Don Quichotte, qui entendait tout cela, ne put s'empêcher de dire:

«Sont-ce là, Sancho, des sujets de conversation pour un lieu tel que celui-ci?

— Seigneur, répondit Sancho, chacun parle de la nécessité où il se trouve quand il la sent. Ici je me suis souvenu du grison, et ici j'ai parlé de lui; et si je m'en fusse souvenu à l'écurie, c'est là que j'en aurais parlé.

— Sancho est dans le vrai et le certain, ajouta le duc, et je ne vois rien à lui reprocher. Quant au grison, il aura sa ration à bouche que veux-tu; et que Sancho perde tout souci; on traitera son âne comme lui-même.»

Au milieu de ces propos, qui divertissaient tout le monde, hors don Quichotte, on arriva aux appartements du haut, et l'on fit entrer don Quichotte dans une salle ornée de riches tentures d'or et de brocart. Six demoiselles vinrent le désarmer et lui servir de pages, toutes bien averties par le duc et la duchesse de ce qu'elles devaient faire, et bien instruites sur la manière dont il fallait traiter don Quichotte, pour qu'il s'imaginât et reconnût qu'on le traitait en chevalier errant.

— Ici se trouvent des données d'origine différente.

mod cli;
mod console;

use clap::Parser;
use cli::{Cli, Commands, DownloadArgs, FetchArgs};
use console::ConsoleReporter;
use inkfetch::config::Config;
use inkfetch::fetcher::HttpFetcher;
use inkfetch::locator::{self, ManifestLocator};
use inkfetch::model::DownloadJob;
use inkfetch::observability::{self, Metrics};
use inkfetch::orchestrator::DownloadOrchestrator;
use inkfetch::progress::{FanoutReporter, ProgressReporter, TracingReporter};
use std::process::ExitCode;
use std::sync::Arc;
use tokio_util::sync::CancellationToken;
use tracing::{info, warn};

type BoxError = Box<dyn std::error::Error + Send + Sync>;

/// Some chapters failed, partially failed or were never started
const EXIT_INCOMPLETE: u8 = 2;

#[tokio::main]
async fn main() -> ExitCode {
    let cli = Cli::parse();

    match run(cli).await {
        Ok(code) => code,
        Err(e) => {
            eprintln!("error: {}", e);
            ExitCode::FAILURE
        }
    }
}

async fn run(cli: Cli) -> Result<ExitCode, BoxError> {
    let mut config = match &cli.config {
        Some(path) => Config::load_from_path(path.clone())?,
        None => Config::load()?,
    };

    match cli.command {
        Commands::Fetch(args) => {
            observability::init_tracing(config.logging.enable_logs, &config.logging.filter);
            fetch(&config, args).await
        }
        Commands::Download(args) => {
            apply_overrides(&mut config, &args);
            config.validate()?;
            observability::init_tracing(
                config.logging.enable_logs || args.verbose,
                &config.logging.filter,
            );
            download(&config, args).await
        }
        Commands::Config => {
            let path = cli.config.unwrap_or_else(inkfetch::config::config_path);
            println!("# inkfetch configuration (file: {})", path.display());
            print!("{}", config.to_toml()?);
            Ok(ExitCode::SUCCESS)
        }
    }
}

fn apply_overrides(config: &mut Config, args: &DownloadArgs) {
    if let Some(format) = args.format {
        config.download.format = format;
    }
    if let Some(output) = &args.output {
        config.download.directory = output.clone();
    }
    if let Some(n) = args.max_chapters {
        config.download.max_concurrent_chapters = n;
    }
    if let Some(n) = args.max_images {
        config.download.max_concurrent_images = n;
    }
    if args.discard_images {
        config.download.keep_images = false;
    }
}

async fn fetch(config: &Config, args: FetchArgs) -> Result<ExitCode, BoxError> {
    let http = HttpFetcher::new(&config.http_config())?;
    let locator = ManifestLocator::new(http.client().clone());

    let work = locator::load_work(&locator, &args.manifest, &TracingReporter).await?;
    console::print_work(&work);

    Ok(ExitCode::SUCCESS)
}

async fn download(config: &Config, args: DownloadArgs) -> Result<ExitCode, BoxError> {
    let http = HttpFetcher::new(&config.http_config())?;
    let locator = ManifestLocator::new(http.client().clone());

    let metrics = Arc::new(Metrics::new());
    let reporter: Arc<dyn ProgressReporter> = Arc::new(FanoutReporter::new(vec![
        Box::new(ConsoleReporter::new()),
        Box::new(metrics.clone()),
        Box::new(TracingReporter),
    ]));

    let mut work = locator::load_work(&locator, &args.manifest, reporter.as_ref()).await?;
    let selection = args.chapters.resolve(work.chapters.len())?;
    locator::resolve_selection(&locator, &mut work, &selection, reporter.as_ref()).await?;

    let job = DownloadJob::new(work, selection, config.to_settings());
    info!(job_id = %job.id, dir = %config.download.directory.display(), "Job created");

    let orchestrator = DownloadOrchestrator::new(Arc::new(http), reporter);
    let watcher = tokio::spawn(cancel_on_signal(orchestrator.cancel_token()));

    let result = orchestrator.run(job).await;
    watcher.abort();
    let summary = result?;

    console::print_summary(&summary, &metrics.snapshot());

    if summary.is_complete_success() {
        Ok(ExitCode::SUCCESS)
    } else {
        Ok(ExitCode::from(EXIT_INCOMPLETE))
    }
}

async fn cancel_on_signal(cancel: CancellationToken) {
    shutdown_signal().await;
    eprintln!("Cancelling: finishing chapters in progress, no new chapters will start");
    cancel.cancel();
}

async fn shutdown_signal() {
    // Wait for Ctrl+C
    let ctrl_c = async {
        if let Err(e) = tokio::signal::ctrl_c().await {
            warn!(error = %e, "Failed to install Ctrl+C handler");
            std::future::pending::<()>().await;
        }
    };

    #[cfg(unix)]
    let terminate = async {
        use tokio::signal::unix::{SignalKind, signal};
        match signal(SignalKind::terminate()) {
            Ok(mut sigterm) => {
                sigterm.recv().await;
            }
            Err(e) => {
                warn!(error = %e, "Failed to install SIGTERM handler");
                std::future::pending::<()>().await;
            }
        }
    };

    #[cfg(not(unix))]
    let terminate = std::future::pending::<()>();

    tokio::select! {
        _ = ctrl_c => {},
        _ = terminate => {},
    }
    info!("Shutdown signal received");
}
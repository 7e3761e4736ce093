pub mod chapter;
pub mod config;
pub mod convert;
pub mod fetcher;
pub mod humanize;
pub mod layout;
pub mod locator;
pub mod model;
pub mod observability;
pub mod orchestrator;
pub mod progress;
pub mod retry;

Une fois désarmé, don Quichotte resta avec ses étroits hauts-de- chausses et son pourpoint de chamois, sec, maigre, allongé, les mâchoires serrées et les joues si creuses qu'elles se baisaient l'une l'autre dans la bouche; figure telle que, si les demoiselles qui le servaient n'eussent pas eu grand soin de retenir leur gaieté, suivant les ordres exprès qu'elles en avaient reçus de leurs seigneurs, elles seraient mortes de rire. Elles le prièrent de se déshabiller pour qu'on lui passât une chemise; mais il ne voulut jamais y consentir, disant que la décence ne seyait pas moins que la valeur aux chevaliers errants. Toutefois il demanda qu'on donnât la chemise à Sancho, et, s'étant enfermé avec lui dans une chambre où se trouvait un lit magnifique, il se déshabilla, et passa la chemise. Dès qu'il se vit seul avec Sancho:

«Dis-moi, lui dit-il, bouffon nouveau et imbécile de vieille date, trouves-tu bien d'outrager et de déshonorer une duègne aussi vénérable, aussi digne de respect que l'est celle-là? Était-ce bien le moment de te souvenir du grison? ou sont-ce des seigneurs capables de laisser manquer les bêtes, quand ils traitent les maîtres avec tant de magnificence? Au nom de Dieu, Sancho, corrige-toi, et ne montre pas la corde à ce point qu'on vienne à s'apercevoir que tu n'es tissu que d'une toile rude et grossière. Prends donc garde, pécheur endurci, que le seigneur est tenu d'autant plus en estime qu'il a des serviteurs plus honorables et mieux nés, et qu'un des plus grands avantages qu'ont les princes sur les autres hommes, c'est d'avoir à leur service des gens qui valent autant qu'eux. N'aperçois-tu point, esprit étroit et désespérant, qu'en voyant que tu es un rustre grossier et un méchant diseur de balivernes, on pensera que je suis quelque hobereau de colombier, ou quelque chevalier d'industrie? Non, non, ami Sancho; fuis ces écueils, fuis ces dangers; celui qui se fait beau parleur et mauvais plaisant trébuche au premier choc, et tombe au rôle de misérable bouffon. Retiens ta langue, épluche et rumine tes paroles avant qu'elles te sortent de la bouche, et fais attention que nous sommes arrivés en lieu tel, qu'avec l'aide de Dieu et la valeur de mon bras, nous devons en sortir avantagés, comme on dit, du tiers et du quart, en renommée et en fortune.»

Sancho promit très-sincèrement à son maître de se coudre la bouche, ou de se mordre la langue plutôt que de dire un mot qui ne fût pas à propos et mûrement considéré, comme il le lui ordonnait.

«Vous pouvez, ajouta-t-il, perdre à cet égard tout souci; ce ne sera jamais par moi qu'on découvrira qui nous sommes.»

Don Quichotte, cependant, acheva de s'habiller; il mit son baudrier et son épée, jeta sur ses épaules le manteau d'écarlate, ajusta sur sa tête une _montera _de satin vert que lui avaient donnée les demoiselles, et, paré de ce costume, il entra dans la grande salle, où il trouva les mêmes demoiselles, rangées sur deux files, autant d'un côté que de l'autre, et toutes portant des flacons d'eau de senteur, qu'elles lui versèrent sur les mains avec force révérences et cérémonies.